Records for this task START

//! Token check that runs ahead of a gated handler's data operation

use std::sync::Arc;

use tracing::debug;

use super::jwt::JwtValidator;
use crate::models::AuthorizationToken;
use crate::types::{IdeaBankError, Result};

const INVALID_TOKEN: &str = "Invalid token presented.";
const NOT_OWNER: &str = "Cannot verify ownership of token.";

/// Verifies that a request carries a valid token issued to its presenter
#[derive(Clone)]
pub struct AuthorizationGate {
    validator: Arc<JwtValidator>,
}

impl AuthorizationGate {
    pub fn new(validator: Arc<JwtValidator>) -> Self {
        Self { validator }
    }

    /// Fails with `NotAuthorized` unless `token` is well formed, correctly
    /// signed, inside its validity window and issued to its presenter
    pub fn check(&self, token: Option<&AuthorizationToken>) -> Result<()> {
        let Some(token) = token else {
            debug!("Request carried no token");
            return Err(IdeaBankError::NotAuthorized(INVALID_TOKEN.into()));
        };

        let verdict = self.validator.verify_token(&token.token);
        let claims = match verdict.claims {
            Some(claims) if verdict.valid => claims,
            _ => {
                debug!(
                    presenter = %token.presenter,
                    reason = verdict.error.as_deref().unwrap_or("unknown"),
                    "Token rejected"
                );
                return Err(IdeaBankError::NotAuthorized(INVALID_TOKEN.into()));
            }
        };

        if claims.username != token.presenter {
            debug!(
                presenter = %token.presenter,
                holder = %claims.username,
                "Token presented by someone other than its holder"
            );
            return Err(IdeaBankError::NotAuthorized(NOT_OWNER.into()));
        }

        Ok(())
    }
}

Records for this task END

:: Task goal ::
Each line holding the word "crate" must be pulled from the records.

:: Written answer ::
use crate::models::AuthorizationToken;
use crate::types::{IdeaBankError, Result};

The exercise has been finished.